Maersk, Eni, EDP back $21.5M round for ocean carbon removal
Ocean carbon removal startup Captura has raised $21.5 million in an expansion of a Series A round to commercialize its technology.
Why it matters: Using the ocean is looking like one of the most efficient and low cost methods for carbon removal.
Details: Pasadena, Calif.-based Captura brought on new corporate investors with the round, including the VC arms of shipping giant Maersk, and energy companies Eni and EDP.
- Existing investor Future Planet Capital led the round, which also included Equinor Ventures, Hitachi Ventures, and Aramco Ventures, among others.
- The funds will help Captura design a first-of-a-kind commercial plant that can remove 50,000 tons of carbon dioxide per year from seawater. It's also building an additional 1,000-ton-per-year pilot plant with Equinor in Norway.

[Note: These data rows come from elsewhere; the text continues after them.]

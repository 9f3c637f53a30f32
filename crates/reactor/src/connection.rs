//! The connection contract: capability flags, fd accessor, timeout,
//! priority, and the lifecycle hooks the reactor invokes.
use std::os::unix::io::RawFd;

use crate::error::Result;
use crate::time::{Duration, MonoTime};

/// A POLLIN/POLLOUT-style interest mask, backend-agnostic so the trait
/// below does not depend on the poll crate used by the reactor.
#[derive(Debug, Clone, Copy, PartialEq, Eq, Default)]
pub struct Interest(u8);

impl Interest {
    /// No interest; the connection contributes no fd-driven events.
    pub const NONE: Interest = Interest(0);
    /// Readability.
    pub const READ: Interest = Interest(0b01);
    /// Writability.
    pub const WRITE: Interest = Interest(0b10);

    /// True if this mask includes [`Interest::READ`].
    pub fn is_readable(self) -> bool {
        self.0 & Self::READ.0 != 0
    }

    /// True if this mask includes [`Interest::WRITE`].
    pub fn is_writable(self) -> bool {
        self.0 & Self::WRITE.0 != 0
    }

    /// True if this mask requests nothing.
    pub fn is_none(self) -> bool {
        self.0 == 0
    }
}

impl std::ops::BitOr for Interest {
    type Output = Interest;

    fn bitor(self, rhs: Interest) -> Interest {
        Interest(self.0 | rhs.0)
    }
}

/// Shared bookkeeping fields every concrete connection embeds by
/// composition, per the collapse of the source's inheritance hierarchy
/// into capability methods over owned state.
#[derive(Debug)]
pub struct ConnectionState {
    name: String,
    enabled: bool,
    priority: i32,
    timeout_date: Option<MonoTime>,
    timeout_delay: Option<Duration>,
    last_dispatch: MonoTime,
    registered: bool,
}

impl ConnectionState {
    /// Build state for a newly constructed, enabled, default-priority
    /// connection.
    pub fn new(name: impl Into<String>) -> Self {
        Self {
            name: name.into(),
            enabled: true,
            priority: 0,
            timeout_date: None,
            timeout_delay: None,
            last_dispatch: MonoTime::now(),
            registered: false,
        }
    }

    /// Diagnostic name.
    pub fn name(&self) -> &str {
        &self.name
    }

    /// Replace the diagnostic name.
    pub fn set_name(&mut self, name: impl Into<String>) {
        self.name = name.into();
    }

    /// True unless disabled.
    pub fn is_enabled(&self) -> bool {
        self.enabled
    }

    /// Exclude this connection from the next poll set.
    pub fn disable(&mut self) {
        self.enabled = false;
    }

    /// Include this connection in the next poll set.
    pub fn enable(&mut self) {
        self.enabled = true;
    }

    /// Dispatch tiebreaker; lower runs first.
    pub fn priority(&self) -> i32 {
        self.priority
    }

    /// Set the dispatch tiebreaker.
    pub fn set_priority(&mut self, priority: i32) {
        self.priority = priority;
    }

    /// The absolute deadline, if one is set.
    pub fn timeout_date(&self) -> Option<MonoTime> {
        self.timeout_date
    }

    /// Set (or clear, with `None`) the absolute deadline.
    pub fn set_timeout_date(&mut self, at: Option<MonoTime>) {
        self.timeout_date = at;
    }

    /// The relative deadline, if one is set.
    pub fn timeout_delay(&self) -> Option<Duration> {
        self.timeout_delay
    }

    /// Set (or clear, with `None`) the relative deadline, measured from the
    /// connection's last dispatch.
    pub fn set_timeout_delay(&mut self, delay: Option<Duration>) {
        self.timeout_delay = delay;
    }

    /// Record that a hook ran just now, the reference point `timeout_delay`
    /// is measured from.
    pub fn mark_dispatched(&mut self, now: MonoTime) {
        self.last_dispatch = now;
    }

    /// The effective next deadline: the earlier of the absolute date and
    /// `last_dispatch + delay`, or `None` if neither is set ("never").
    pub fn effective_timeout(&self) -> Option<MonoTime> {
        let from_delay = self.timeout_delay.map(|d| self.last_dispatch + d);
        match (self.timeout_date, from_delay) {
            (Some(a), Some(b)) => Some(a.min(b)),
            (Some(a), None) => Some(a),
            (None, Some(b)) => Some(b),
            (None, None) => None,
        }
    }

    /// True if this state is currently attached to a reactor registry.
    pub fn is_registered(&self) -> bool {
        self.registered
    }

    /// Mark this state as attached to a reactor registry. Returns `false`
    /// (without mutating) if it was already attached.
    pub fn mark_registered(&mut self) -> bool {
        if self.registered {
            return false;
        }
        self.registered = true;
        true
    }

    /// Mark this state as detached from its reactor registry.
    pub fn mark_unregistered(&mut self) {
        self.registered = false;
    }
}

/// Any I/O source participating in the reactor: a socket, pipe, signal
/// source, or timer.
///
/// Capability flags are queried as methods rather than stored as flags so
/// a connection's shape can change at runtime (e.g. a stream connection
/// that is a writer only while its output buffer is non-empty).
pub trait Connection {
    /// Access to the shared bookkeeping state this connection embeds.
    fn state(&self) -> &ConnectionState;
    /// Mutable access to the shared bookkeeping state.
    fn state_mut(&mut self) -> &mut ConnectionState;

    /// True if this connection wants `process_read` called when readable.
    fn is_reader(&self) -> bool {
        false
    }

    /// True if this connection wants `process_write` called when writable.
    fn is_writer(&self) -> bool {
        false
    }

    /// True if this connection is a listening socket.
    fn is_listener(&self) -> bool {
        false
    }

    /// True if this connection is a signalfd source.
    fn is_signal(&self) -> bool {
        false
    }

    /// The OS handle to poll, or `-1` to skip this connection this round
    /// (it may still contribute a timeout).
    fn socket(&self) -> RawFd {
        -1
    }

    /// The interest mask derived from the capability flags above.
    fn events(&self) -> Interest {
        let mut interest = Interest::NONE;
        if self.is_reader() || self.is_listener() || self.is_signal() {
            interest = interest | Interest::READ;
        }
        if self.is_writer() {
            interest = interest | Interest::WRITE;
        }
        interest
    }

    /// Readiness to read (or accept, for a listener, or a signalfd byte).
    fn process_read(&mut self) -> Result<()> {
        Ok(())
    }

    /// Readiness to write.
    fn process_write(&mut self) -> Result<()> {
        Ok(())
    }

    /// A listener has a pending connection.
    fn process_accept(&mut self) -> Result<()> {
        Ok(())
    }

    /// A signalfd is readable.
    fn process_signal(&mut self) -> Result<()> {
        Ok(())
    }

    /// The configured deadline has been reached.
    fn process_timeout(&mut self) -> Result<()> {
        Ok(())
    }

    /// Poll reported an error condition on this fd.
    fn process_error(&mut self) {}

    /// Poll reported a hangup on this fd.
    fn process_hup(&mut self) {}

    /// Poll reported an invalid fd.
    fn process_invalid(&mut self) {}

    /// The output buffer was just drained to zero bytes queued.
    fn process_empty_buffer(&mut self) {}

    /// Called once, after successful registration with a reactor.
    fn connection_added(&mut self) {}

    /// Called once, after removal from a reactor.
    fn connection_removed(&mut self) {}
}

#[cfg(test)]
mod tests {
    use super::*;

    #[test]
    fn effective_timeout_picks_the_earlier_bound() {
        let mut state = ConnectionState::new("t");
        let base = MonoTime::now();
        state.mark_dispatched(base);
        assert_eq!(state.effective_timeout(), None);

        state.set_timeout_delay(Some(Duration::from_secs(10)));
        assert_eq!(state.effective_timeout(), Some(base + Duration::from_secs(10)));

        state.set_timeout_date(Some(base + Duration::from_secs(1)));
        assert_eq!(state.effective_timeout(), Some(base + Duration::from_secs(1)));
    }

    #[test]
    fn mark_registered_is_one_shot() {
        let mut state = ConnectionState::new("t");
        assert!(state.mark_registered());
        assert!(!state.mark_registered());
        state.mark_unregistered();
        assert!(state.mark_registered());
    }

    #[test]
    fn events_mask_follows_capability_flags() {
        struct Reader(ConnectionState);
        impl Connection for Reader {
            fn state(&self) -> &ConnectionState {
                &self.0
            }
            fn state_mut(&mut self) -> &mut ConnectionState {
                &mut self.0
            }
            fn is_reader(&self) -> bool {
                true
            }
        }
        let r = Reader(ConnectionState::new("r"));
        assert!(r.events().is_readable());
        assert!(!r.events().is_writable());
    }
}
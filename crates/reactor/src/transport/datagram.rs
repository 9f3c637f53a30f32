//! Bounded-packet datagram transport for UDP and Unix-DGRAM sockets.
use std::io;
use std::net::UdpSocket;
use std::os::unix::io::{AsRawFd, RawFd};
use std::os::unix::net::UnixDatagram;

use tracing::warn;

use crate::connection::{Connection, ConnectionState, Interest};
use crate::error::{Error, Result};
use crate::message::{Message, PARAM_SECRET_CODE};

/// Maximum encoded message size a datagram transport will send or accept.
pub const MAX_DATAGRAM_SIZE: usize = 64 * 1024;

/// Minimal surface both `UdpSocket` and `UnixDatagram` already provide,
/// named here so [`DatagramTransport`] need not pick one at compile time.
pub trait DatagramSocket: AsRawFd {
    /// Receive one datagram.
    fn recv(&self, buf: &mut [u8]) -> io::Result<usize>;
    /// Send one datagram.
    fn send(&self, buf: &[u8]) -> io::Result<usize>;
}

impl DatagramSocket for UdpSocket {
    fn recv(&self, buf: &mut [u8]) -> io::Result<usize> {
        UdpSocket::recv(self, buf)
    }
    fn send(&self, buf: &[u8]) -> io::Result<usize> {
        UdpSocket::send(self, buf)
    }
}

impl DatagramSocket for UnixDatagram {
    fn recv(&self, buf: &mut [u8]) -> io::Result<usize> {
        UnixDatagram::recv(self, buf)
    }
    fn send(&self, buf: &[u8]) -> io::Result<usize> {
        UnixDatagram::send(self, buf)
    }
}

/// Receives messages decoded by a [`DatagramTransport`].
pub trait DatagramHandler {
    /// A datagram decoded into a message and passed authentication.
    fn on_message(&mut self, msg: Message) -> Result<()>;
}

/// A connected or bound datagram socket, framed one message per packet.
pub struct DatagramTransport<S> {
    state: ConnectionState,
    socket: S,
    secret_code: Option<String>,
    handler: Box<dyn DatagramHandler>,
}

impl<S: DatagramSocket> DatagramTransport<S> {
    /// Wrap a non-blocking datagram socket. `secret_code`, if set, is
    /// required (and checked) on every inbound datagram.
    pub fn new(
        name: impl Into<String>,
        socket: S,
        secret_code: Option<String>,
        handler: Box<dyn DatagramHandler>,
    ) -> Self {
        Self {
            state: ConnectionState::new(name),
            socket,
            secret_code,
            handler,
        }
    }

    /// Encode and send `msg` in a single syscall.
    pub fn send_message(&self, msg: &Message) -> Result<()> {
        let encoded = msg.encode();
        if encoded.len() > MAX_DATAGRAM_SIZE {
            return Err(Error::MessageTooLarge {
                size: encoded.len(),
                max: MAX_DATAGRAM_SIZE,
            });
        }
        self.socket.send(encoded.as_bytes()).map_err(Error::Io)?;
        Ok(())
    }

    fn accept(&self, msg: &Message) -> bool {
        secret_code_accepted(self.secret_code.as_deref(), msg, self.state.name())
    }
}

/// Shared `secret_code` acceptance policy for any datagram-receiving
/// connection: a configured code must match exactly; an unconfigured
/// receiver accepts (and warns about) a code it wasn't expecting.
pub(crate) fn secret_code_accepted(configured: Option<&str>, msg: &Message, conn_name: &str) -> bool {
    match (configured, msg.get_parameter(PARAM_SECRET_CODE)) {
        (Some(expected), Some(got)) => expected == got,
        (None, Some(_)) => {
            warn!(
                target: "reactor::datagram",
                "{conn_name}: accepting datagram with unexpected secret_code (none configured)"
            );
            true
        }
        (None, None) => true,
        (Some(_), None) => false,
    }
}

impl<S: DatagramSocket> Connection for DatagramTransport<S> {
    fn state(&self) -> &ConnectionState {
        &self.state
    }

    fn state_mut(&mut self) -> &mut ConnectionState {
        &mut self.state
    }

    fn is_reader(&self) -> bool {
        true
    }

    fn socket(&self) -> RawFd {
        self.socket.as_raw_fd()
    }

    fn events(&self) -> Interest {
        Interest::READ
    }

    fn process_read(&mut self) -> Result<()> {
        let mut buf = [0u8; MAX_DATAGRAM_SIZE];
        loop {
            match self.socket.recv(&mut buf) {
                Ok(n) => {
                    let Ok(text) = std::str::from_utf8(&buf[..n]) else {
                        warn!(target: "reactor::datagram", "{}: non-UTF8 datagram discarded", self.state.name());
                        continue;
                    };
                    match Message::decode(text) {
                        Ok(msg) => {
                            if self.accept(&msg) {
                                self.handler.on_message(msg)?;
                            } else {
                                warn!(
                                    target: "reactor::datagram",
                                    "{}: datagram with missing/mismatched secret_code dropped",
                                    self.state.name()
                                );
                            }
                        }
                        Err(e) => {
                            warn!(target: "reactor::datagram", "{}: malformed datagram: {e}", self.state.name());
                        }
                    }
                }
                Err(e) if e.kind() == io::ErrorKind::WouldBlock => break,
                Err(e) => return Err(Error::Io(e)),
            }
        }
        Ok(())
    }
}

- Captura currently has an operational pilot plant that can pull 100 tons per year from seawater using a process called electrodialysis, powered by clean electricity, at the Port of L.A. The tech was developed at the California Institute of Technology.
Zoom in: Captura CEO Steve Oldham was previously the CEO of Carbon Engineering, a direct air capture company that was acquired by oil company Occidental.
- "The ocean is already good at capturing CO2," Oldham says.
- Ocean carbon removal can also be cheap, Oldham says, explaining that Captura's technology can get to $100 per ton of CO2 removed pretty quickly.
- The cost of using direct air capture machines to remove carbon from the air can cost anywhere from a couple hundred to several hundred dollars per ton of CO2. The Department of Energy has a goal to get carbon removal to under $100 per ton.
What's next: The company will need to raise funding over the next 18 months to finance its commercial plant.
- "We're moving through the VC phase and will be looking for infrastructure funding," Oldham added.